I see. But as far as I can see, the validator's behaviour was and is correct 
(though with some room for improvement as I mentioned), and the problem is 
in IIS configuration, or specifically the HTTP response it sends.

> If you are willing,
> please repeat your test for this non-existent page :
>
> http://jigsaw.w3.org/css-validator/validator?uri=http://www.rhul.ac.uk/resources/Stylesheets/CSS/TP-Common.css

I get the same results as Yves Lafon, who explained the situation well. From 
the protocol viewpoint, the URL 
http://www.rhul.ac.uk/resources/Stylesheets/CSS/TP-Common.css refers to an 
HTML document, which is not served as an error document but as a normal 
response.

> But as the validator was asked to validate
> "<something>.css", it should ?surely? complain (or warn the user
> loudly) if it is instead sent <something-else>.html (IMHO).

There might be some practical reasons for issuing a warning, i.e. reporting 
a mismatch between the last few characters of a URL and the declared media 
type, when those last few characters are known to be commonly used for data 
of another type. But I doubt that. Such checks would some day result in 
confusing error messages, and maintaing a table of commonly used suffixes 
associated with media types would be nontrivial and would not be 
particularly related to checking CSS or HTML.

There is no law and no protocol against using a URL ending with .css for an 
HTML document, or for a plain text file, or a Word document. It might be 
unwise, but that's a different story. Consider a URL like
http://www.example.com/analyze.php?url=http://www.com.example/zap.css
which might be quite natural, for a page used for analyzing a CSS file and 
issuing a report in HTML format (or plain text format, or some other 
format - not deducible from the URL). Actually the first URL quoted above is 
of such a type! The suffix ".css" has nothing to do with the media type of 
the resource (the validator's report).

It would be incorrect for a validator, or any user agent, to treat the 
response as anything but data of the declared type. (We know that IE does 
such things, second-guessing the media type from the URL suffix or the 
content of the data or both, but it's still incorrect.) Even if the actual 
data consisted of, say, a PDF document and cannot thus be interpreted as 
HTML or as CSS, it is still to be treated as intended to be PDF, just 
malformed.

> But if it is asked to validate a resource ending in ".CSS", and
> receives a resource with MIME type "text/html", surely it should
> report a configuration error or worse ?  (The configuration of
> the server, that is, not of the validator).

No, that's not an error at all.
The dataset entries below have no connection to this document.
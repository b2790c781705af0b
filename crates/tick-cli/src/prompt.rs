//! Blocking terminal prompts.

use std::io::{self, BufRead, Write};

/// Shows `label` and waits for one line of input, which is discarded.
pub fn confirm<R: BufRead, W: Write>(
    input: &mut R,
    output: &mut W,
    label: &str,
) -> io::Result<()> {
    ask(input, output, label).map(|_| ())
}

/// Shows `label` and returns the next line without its line ending.
///
/// End of input is an [`io::ErrorKind::UnexpectedEof`] error.
pub fn ask<R: BufRead, W: Write>(
    input: &mut R,
    output: &mut W,
    label: &str,
) -> io::Result<String> {
    write!(output, "{label}")?;
    output.flush()?;

    let mut line = String::new();
    if input.read_line(&mut line)? == 0 {
        return Err(io::Error::new(
            io::ErrorKind::UnexpectedEof,
            "input closed before an answer was given",
        ));
    }
    Ok(line.trim_end_matches(['\r', '\n']).to_string())
}

#[cfg(test)]
mod tests {
    use super::*;

    #[test]
    fn ask_strips_line_ending() {
        let mut input = "fix flaky test\r\nignored\n".as_bytes();
        let mut output = Vec::new();

        let answer = ask(&mut input, &mut output, "Note: ").unwrap();

        assert_eq!(answer, "fix flaky test");
        assert_eq!(String::from_utf8(output).unwrap(), "Note: ");
    }

    #[test]
    fn ask_at_end_of_input_fails() {
        let mut input = "".as_bytes();
        let err = ask(&mut input, &mut Vec::new(), "Note: ").unwrap_err();
        assert_eq!(err.kind(), io::ErrorKind::UnexpectedEof);
    }

    #[test]
    fn empty_line_is_an_answer() {
        let mut input = "\n".as_bytes();
        let answer = ask(&mut input, &mut Vec::new(), "Note: ").unwrap();
        assert_eq!(answer, "");
    }

    #[test]
    fn confirm_at_end_of_input_fails() {
        let err = confirm(&mut "".as_bytes(), &mut Vec::new(), "Press Enter: ").unwrap_err();
        assert_eq!(err.kind(), io::ErrorKind::UnexpectedEof);
    }

    #[test]
    fn confirm_consumes_exactly_one_line() {
        let mut input = "\nnext\n".as_bytes();
        confirm(&mut input, &mut Vec::new(), "Press Enter: ").unwrap();

        let mut rest = String::new();
        input.read_line(&mut rest).unwrap();
        assert_eq!(rest, "next\n");
    }
}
Perhaps a pragmatically wrong choice, but 
the validator cannot know that.

>> But admittedly the wording is slightly misleading when it says
>>
>> "This document validates as CSS!"
>>
>> for a document that is not a CSS stylesheet. An adequate statement
>> would be something like
>>
>> "The CSS style sheets included in the submitted document or referred
>> to by it are syntactically correct."
>
> But what is echoed by the validator is /just/ the CSS, leading the
> user to believe that that is what it received ...

Well, it more or less is, when considering what the validator proper 
received, after extraction of CSS code for analysis. But the wording could 
be better and probably should more explicitly say what happened.

Jukka K. Korpela ("Yucca")
http://www.cs.tut.fi/~jkorpela/ 

Received on Wednesday, 31 October 2007 18:52:08 UTC